**What you are asked to do**
Set down all of the records exactly.

**Data records**
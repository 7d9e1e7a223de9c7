use crate::ui::constants::{CharBuffer, StyleBuffer, WIDE_CONTINUATION};
use ratatui::{
    style::Style,
    text::{Line, Span},
};
use unicode_width::UnicodeWidthChar;

// Buffer canvas for drawing characters and styles
pub struct BufferCanvas {
    pub char_buffer: CharBuffer,
    pub style_buffer: StyleBuffer,
    pub width: usize,
    pub height: usize,
}

impl BufferCanvas {
    pub fn new(width: usize, height: usize) -> Self {
        Self {
            char_buffer: vec![vec![' '; width]; height],
            style_buffer: vec![vec![Style::default(); width]; height],
            width,
            height,
        }
    }

    pub fn in_bounds(&self, x: i64, y: i64) -> bool {
        x >= 0 && y >= 0 && (y as usize) < self.height && (x as usize) < self.width
    }

    fn put(&mut self, x: usize, y: usize, ch: char, style: Style) {
        // Overwriting half of a wide character blanks the other half
        if self.char_buffer[y][x] == WIDE_CONTINUATION && x > 0 {
            self.char_buffer[y][x - 1] = ' ';
        }
        if x + 1 < self.width && self.char_buffer[y][x + 1] == WIDE_CONTINUATION {
            self.char_buffer[y][x + 1] = ' ';
        }
        self.char_buffer[y][x] = ch;
        self.style_buffer[y][x] = style;
    }

    pub fn set_char(&mut self, x: i64, y: i64, ch: char, style: Style) {
        if self.in_bounds(x, y) {
            self.put(x as usize, y as usize, ch, style);
        }
    }

    /// Writes `text` from `(x, y)`; double-width characters take two cells
    /// and are dropped when they would not fit.
    pub fn draw_styled_text(&mut self, x: i64, y: i64, text: &str, style: Style) {
        let mut col = x;
        for ch in text.chars() {
            let w = ch.width().unwrap_or(0) as i64;
            if w == 0 {
                continue;
            }
            if w == 2 {
                if self.in_bounds(col, y) && self.in_bounds(col + 1, y) {
                    self.put(col as usize, y as usize, ch, style);
                    self.put(col as usize + 1, y as usize, WIDE_CONTINUATION, style);
                }
            } else {
                self.set_char(col, y, ch, style);
            }
            col += w;
        }
    }

    /// Plots a straight line between two cells (Bresenham), endpoints included.
    pub fn draw_line(&mut self, from: (i64, i64), to: (i64, i64), ch: char, style: Style) {
        let (mut x, mut y) = from;
        let dx = (to.0 - x).abs();
        let dy = -(to.1 - y).abs();
        let sx = if x < to.0 { 1 } else { -1 };
        let sy = if y < to.1 { 1 } else { -1 };
        let mut err = dx + dy;

        loop {
            self.set_char(x, y, ch, style);
            if (x, y) == to {
                break;
            }
            let e2 = 2 * err;
            if e2 >= dy {
                err += dy;
                x += sx;
            }
            if e2 <= dx {
                err += dx;
                y += sy;
            }
        }
    }

    pub fn to_lines(&self) -> Vec<Line<'_>> {
        let mut lines = Vec::new();

        for (y, row) in self.char_buffer.iter().enumerate() {
            let mut spans = Vec::new();
            let mut current_style = Style::default();
            let mut current_text = String::new();

            for (x, &ch) in row.iter().enumerate() {
                if ch == WIDE_CONTINUATION {
                    continue;
                }
                let style = self.style_buffer[y][x];
                if style != current_style {
                    if !current_text.is_empty() {
                        spans.push(Span::styled(current_text.clone(), current_style));
                        current_text.clear();
                    }
                    current_style = style;
                }
                current_text.push(ch);
            }

            if !current_text.is_empty() {
                spans.push(Span::styled(current_text, current_style));
            }

            lines.push(Line::from(spans));
        }

        lines
    }

    /// Plain text of a row, for tests and debugging.
    pub fn row_text(&self, y: usize) -> String {
        self.char_buffer
            .get(y)
            .map(|row| row.iter().filter(|&&c| c != WIDE_CONTINUATION).collect())
            .unwrap_or_default()
    }
}
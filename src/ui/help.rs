use ratatui::{
    layout::Rect,
    style::{Modifier, Style},
    text::{Line, Span},
    widgets::{Block, Borders, Paragraph, Wrap},
    Frame,
};

// Help section structure
pub struct HelpSection {
    pub title: &'static str,
    pub items: &'static [(&'static str, &'static str)],
}

// Help section definitions
pub const SECTIONS: &[HelpSection] = &[
    HelpSection {
        title: "Navigation:",
        items: &[
            ("h/←", "Move left (or to the parent)"),
            ("j/↓", "Move down"),
            ("k/↑", "Move up"),
            ("l/→", "Move right"),
            ("r  ", "Go to root"),
        ],
    },
    HelpSection {
        title: "Nodes:",
        items: &[
            ("a/⇥", "Add child"),
            ("e/⏎", "Edit text"),
            ("d/⌦", "Delete node and its subtree"),
            ("c/C", "Next / previous colour"),
            ("x  ", "Mark node to move"),
            ("p  ", "Move marked node under the selection"),
            ("g  ", "Generate AI ideas"),
        ],
    },
    HelpSection {
        title: "Maps:",
        items: &[
            ("n  ", "New map"),
            ("[/]", "Previous / next map"),
            ("t  ", "Rename map"),
        ],
    },
    HelpSection {
        title: "Storage:",
        items: &[
            ("s  ", "Save"),
            ("A  ", "Toggle auto-save"),
            ("q  ", "Quit (saves first)"),
            ("Q  ", "Quit without saving"),
        ],
    },
];

// Help renderer
pub struct HelpRenderer;

impl HelpRenderer {
    pub fn render(frame: &mut Frame, area: Rect) {
        let help_text = Self::build_help_text();
        let block = Block::default().borders(Borders::ALL).title(" Help ");
        let paragraph = Paragraph::new(help_text)
            .block(block)
            .wrap(Wrap { trim: false });

        frame.render_widget(paragraph, area);
    }

    pub fn build_help_text() -> Vec<Line<'static>> {
        let mut lines = vec![
            Line::from(vec![Span::styled(
                "ai-mindmap Help",
                Style::default().add_modifier(Modifier::BOLD),
            )]),
            Line::from(""),
        ];

        for section in SECTIONS {
            lines.push(Line::from(vec![Span::styled(
                section.title,
                Style::default().add_modifier(Modifier::BOLD),
            )]));

            for (key, desc) in section.items {
                lines.push(Line::from(format!("  {}  {}", key, desc)));
            }

            lines.push(Line::from(""));
        }

        lines.push(Line::from("Press ESC or q to close help"));
        lines
    }
}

**Written solution**
repository 7d9e1e7a223de9c7
use crate::ui::constants::{CharBuffer, StyleBuffer, WIDE_CONTINUATION};
use ratatui::{
    style::Style,
    text::{Line, Span},
};
use unicode_width::UnicodeWidthChar;

// Buffer canvas for drawing characters and styles
pub struct BufferCanvas {
    pub char_buffer: CharBuffer,
    pub style_buffer: StyleBuffer,
    pub width: usize,
    pub height: usize,
}

impl BufferCanvas {
    pub fn new(width: usize, height: usize) -> Self {
        Self {
            char_buffer: vec![vec![' '; width]; height],
            style_buffer: vec![vec![Style::default(); width]; height],
            width,
            height,
        }
    }

    pub fn in_bounds(&self, x: i64, y: i64) -> bool {
        x >= 0 && y >= 0 && (y as usize) < self.height && (x as usize) < self.width
    }

    fn put(&mut self, x: usize, y: usize, ch: char, style: Style) {
        // Overwriting half of a wide character blanks the other half
        if self.char_buffer[y][x] == WIDE_CONTINUATION && x > 0 {
            self.char_buffer[y][x - 1] = ' ';
        }
        if x + 1 < self.width && self.char_buffer[y][x + 1] == WIDE_CONTINUATION {
            self.char_buffer[y][x + 1] = ' ';
        }
        self.char_buffer[y][x] = ch;
        self.style_buffer[y][x] = style;
    }

    pub fn set_char(&mut self, x: i64, y: i64, ch: char, style: Style) {
        if self.in_bounds(x, y) {
            self.put(x as usize, y as usize, ch, style);
        }
    }

    /// Writes `text` from `(x, y)`; double-width characters take two cells
    /// and are dropped when they would not fit.
    pub fn draw_styled_text(&mut self, x: i64, y: i64, text: &str, style: Style) {
        let mut col = x;
        for ch in text.chars() {
            let w = ch.width().unwrap_or(0) as i64;
            if w == 0 {
                continue;
            }
            if w == 2 {
                if self.in_bounds(col, y) && self.in_bounds(col + 1, y) {
                    self.put(col as usize, y as usize, ch, style);
                    self.put(col as usize + 1, y as usize, WIDE_CONTINUATION, style);
                }
            } else {
                self.set_char(col, y, ch, style);
            }
            col += w;
        }
    }

    /// Plots a straight line between two cells (Bresenham), endpoints included.
    pub fn draw_line(&mut self, from: (i64, i64), to: (i64, i64), ch: char, style: Style) {
        let (mut x, mut y) = from;
        let dx = (to.0 - x).abs();
        let dy = -(to.1 - y).abs();
        let sx = if x < to.0 { 1 } else { -1 };
        let sy = if y < to.1 { 1 } else { -1 };
        let mut err = dx + dy;

        loop {
            self.set_char(x, y, ch, style);
            if (x, y) == to {
                break;
            }
            let e2 = 2 * err;
            if e2 >= dy {
                err += dy;
                x += sx;
            }
            if e2 <= dx {
                err += dx;
                y += sy;
            }
        }
    }

    pub fn to_lines(&self) -> Vec<Line<'_>> {
        let mut lines = Vec::new();

        for (y, row) in self.char_buffer.iter().enumerate() {
            let mut spans = Vec::new();
            let mut current_style = Style::default();
            let mut current_text = String::new();

            for (x, &ch) in row.iter().enumerate() {
                if ch == WIDE_CONTINUATION {
                    continue;
                }
                let style = self.style_buffer[y][x];
                if style != current_style {
                    if !current_text.is_empty() {
                        spans.push(Span::styled(current_text.clone(), current_style));
                        current_text.clear();
                    }
                    current_style = style;
                }
                current_text.push(ch);
            }

            if !current_text.is_empty() {
                spans.push(Span::styled(current_text, current_style));
            }

            lines.push(Line::from(spans));
        }

        lines
    }

    /// Plain text of a row, for tests and debugging.
    pub fn row_text(&self, y: usize) -> String {
        self.char_buffer
            .get(y)
            .map(|row| row.iter().filter(|&&c| c != WIDE_CONTINUATION).collect())
            .unwrap_or_default()
    }
}
filename src/ui/help.rs
use ratatui::{
    layout::Rect,
    style::{Modifier, Style},
    text::{Line, Span},
    widgets::{Block, Borders, Paragraph, Wrap},
    Frame,
};

// Help section structure
pub struct HelpSection {
    pub title: &'static str,
    pub items: &'static [(&'static str, &'static str)],
}

// Help section definitions
pub const SECTIONS: &[HelpSection] = &[
    HelpSection {
        title: "Navigation:",
        items: &[
            ("h/←", "Move left (or to the parent)"),
            ("j/↓", "Move down"),
            ("k/↑", "Move up"),
            ("l/→", "Move right"),
            ("r  ", "Go to root"),
        ],
    },
    HelpSection {
        title: "Nodes:",
        items: &[
            ("a/⇥", "Add child"),
            ("e/⏎", "Edit text"),
            ("d/⌦", "Delete node and its subtree"),
            ("c/C", "Next / previous colour"),
            ("x  ", "Mark node to move"),
            ("p  ", "Move marked node under the selection"),
            ("g  ", "Generate AI ideas"),
        ],
    },
    HelpSection {
        title: "Maps:",
        items: &[
            ("n  ", "New map"),
            ("[/]", "Previous / next map"),
            ("t  ", "Rename map"),
        ],
    },
    HelpSection {
        title: "Storage:",
        items: &[
            ("s  ", "Save"),
            ("A  ", "Toggle auto-save"),
            ("q  ", "Quit (saves first)"),
            ("Q  ", "Quit without saving"),
        ],
    },
];

// Help renderer
pub struct HelpRenderer;

impl HelpRenderer {
    pub fn render(frame: &mut Frame, area: Rect) {
        let help_text = Self::build_help_text();
        let block = Block::default().borders(Borders::ALL).title(" Help ");
        let paragraph = Paragraph::new(help_text)
            .block(block)
            .wrap(Wrap { trim: false });

        frame.render_widget(paragraph, area);
    }

    pub fn build_help_text() -> Vec<Line<'static>> {
        let mut lines = vec![
            Line::from(vec![Span::styled(
                "ai-mindmap Help",
                Style::default().add_modifier(Modifier::BOLD),
            )]),
            Line::from(""),
        ];

        for section in SECTIONS {
            lines.push(Line::from(vec![Span::styled(
                section.title,
                Style::default().add_modifier(Modifier::BOLD),
            )]));

            for (key, desc) in section.items {
                lines.push(Line::from(format!("  {}  {}", key, desc)));
            }

            lines.push(Line::from(""));
        }

        lines.push(Line::from("Press ESC or q to close help"));
        lines
    }
}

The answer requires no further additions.